Task instructions: Note every line in the entries that contains the string "logo", and copy it.
*** Exercise material ***
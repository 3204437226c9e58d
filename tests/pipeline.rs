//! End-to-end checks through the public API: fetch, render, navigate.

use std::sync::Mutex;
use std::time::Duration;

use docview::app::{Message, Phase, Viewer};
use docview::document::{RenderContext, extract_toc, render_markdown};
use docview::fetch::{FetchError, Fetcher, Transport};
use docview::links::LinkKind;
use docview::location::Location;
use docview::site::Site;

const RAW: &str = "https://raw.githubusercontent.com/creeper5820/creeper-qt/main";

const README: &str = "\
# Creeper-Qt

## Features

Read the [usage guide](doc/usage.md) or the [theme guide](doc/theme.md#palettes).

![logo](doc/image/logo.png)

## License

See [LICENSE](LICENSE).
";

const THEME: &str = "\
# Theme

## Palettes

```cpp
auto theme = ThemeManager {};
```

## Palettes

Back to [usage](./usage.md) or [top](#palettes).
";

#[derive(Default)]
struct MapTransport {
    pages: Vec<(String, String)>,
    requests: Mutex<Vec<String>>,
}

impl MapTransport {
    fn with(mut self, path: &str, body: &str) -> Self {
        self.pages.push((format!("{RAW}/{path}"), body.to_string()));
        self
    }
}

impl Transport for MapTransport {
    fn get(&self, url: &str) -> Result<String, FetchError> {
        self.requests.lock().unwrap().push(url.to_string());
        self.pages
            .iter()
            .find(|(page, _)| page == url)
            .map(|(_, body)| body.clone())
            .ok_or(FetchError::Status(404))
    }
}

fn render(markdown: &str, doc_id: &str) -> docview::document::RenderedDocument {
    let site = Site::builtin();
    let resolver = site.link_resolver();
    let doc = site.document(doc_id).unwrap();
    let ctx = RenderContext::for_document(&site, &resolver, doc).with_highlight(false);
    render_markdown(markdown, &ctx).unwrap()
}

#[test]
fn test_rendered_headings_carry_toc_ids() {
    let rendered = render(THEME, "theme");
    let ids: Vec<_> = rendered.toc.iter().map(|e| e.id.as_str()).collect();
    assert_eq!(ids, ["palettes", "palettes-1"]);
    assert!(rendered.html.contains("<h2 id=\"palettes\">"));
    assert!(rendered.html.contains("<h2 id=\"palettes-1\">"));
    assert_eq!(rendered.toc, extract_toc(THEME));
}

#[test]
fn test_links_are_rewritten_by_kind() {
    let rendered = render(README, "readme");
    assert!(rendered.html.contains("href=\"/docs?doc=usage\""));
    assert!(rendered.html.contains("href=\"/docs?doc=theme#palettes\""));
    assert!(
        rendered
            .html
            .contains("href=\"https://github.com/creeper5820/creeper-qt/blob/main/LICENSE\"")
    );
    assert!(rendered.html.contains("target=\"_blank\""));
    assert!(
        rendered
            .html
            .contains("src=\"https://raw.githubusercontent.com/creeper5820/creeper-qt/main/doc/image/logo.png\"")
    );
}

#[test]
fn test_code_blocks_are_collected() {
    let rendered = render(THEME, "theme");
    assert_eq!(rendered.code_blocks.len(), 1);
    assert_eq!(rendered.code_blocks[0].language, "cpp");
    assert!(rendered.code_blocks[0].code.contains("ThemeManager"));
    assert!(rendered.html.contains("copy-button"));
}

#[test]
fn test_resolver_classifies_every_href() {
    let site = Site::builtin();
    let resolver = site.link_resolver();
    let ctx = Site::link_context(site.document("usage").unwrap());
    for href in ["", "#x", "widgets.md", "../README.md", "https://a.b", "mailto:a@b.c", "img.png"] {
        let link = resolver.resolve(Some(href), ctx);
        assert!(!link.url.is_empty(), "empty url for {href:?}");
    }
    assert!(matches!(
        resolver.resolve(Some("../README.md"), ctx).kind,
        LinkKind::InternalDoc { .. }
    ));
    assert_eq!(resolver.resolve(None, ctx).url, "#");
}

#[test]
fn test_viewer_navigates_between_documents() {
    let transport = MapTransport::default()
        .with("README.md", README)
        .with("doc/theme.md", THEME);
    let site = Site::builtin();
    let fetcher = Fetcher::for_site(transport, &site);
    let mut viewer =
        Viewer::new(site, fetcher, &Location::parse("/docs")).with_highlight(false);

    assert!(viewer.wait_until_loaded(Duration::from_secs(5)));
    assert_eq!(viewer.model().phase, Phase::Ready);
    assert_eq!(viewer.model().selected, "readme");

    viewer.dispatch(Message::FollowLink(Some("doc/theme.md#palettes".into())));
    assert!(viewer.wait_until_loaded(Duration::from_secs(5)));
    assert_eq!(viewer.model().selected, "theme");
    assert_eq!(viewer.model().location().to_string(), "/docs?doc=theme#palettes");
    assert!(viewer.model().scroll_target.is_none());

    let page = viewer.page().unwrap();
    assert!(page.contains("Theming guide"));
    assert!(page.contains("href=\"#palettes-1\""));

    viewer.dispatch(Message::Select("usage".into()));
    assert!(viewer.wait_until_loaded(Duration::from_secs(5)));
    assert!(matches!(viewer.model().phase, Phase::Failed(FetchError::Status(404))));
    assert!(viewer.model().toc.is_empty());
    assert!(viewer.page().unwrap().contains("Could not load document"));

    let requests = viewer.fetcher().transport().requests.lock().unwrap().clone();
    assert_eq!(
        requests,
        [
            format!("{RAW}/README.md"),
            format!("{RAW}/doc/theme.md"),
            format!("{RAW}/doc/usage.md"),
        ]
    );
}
*** End of Exercise material ***
Reply to the exercise:
![logo](doc/image/logo.png)
            .contains("src=\"https://raw.githubusercontent.com/creeper5820/creeper-qt/main/doc/image/logo.png\"")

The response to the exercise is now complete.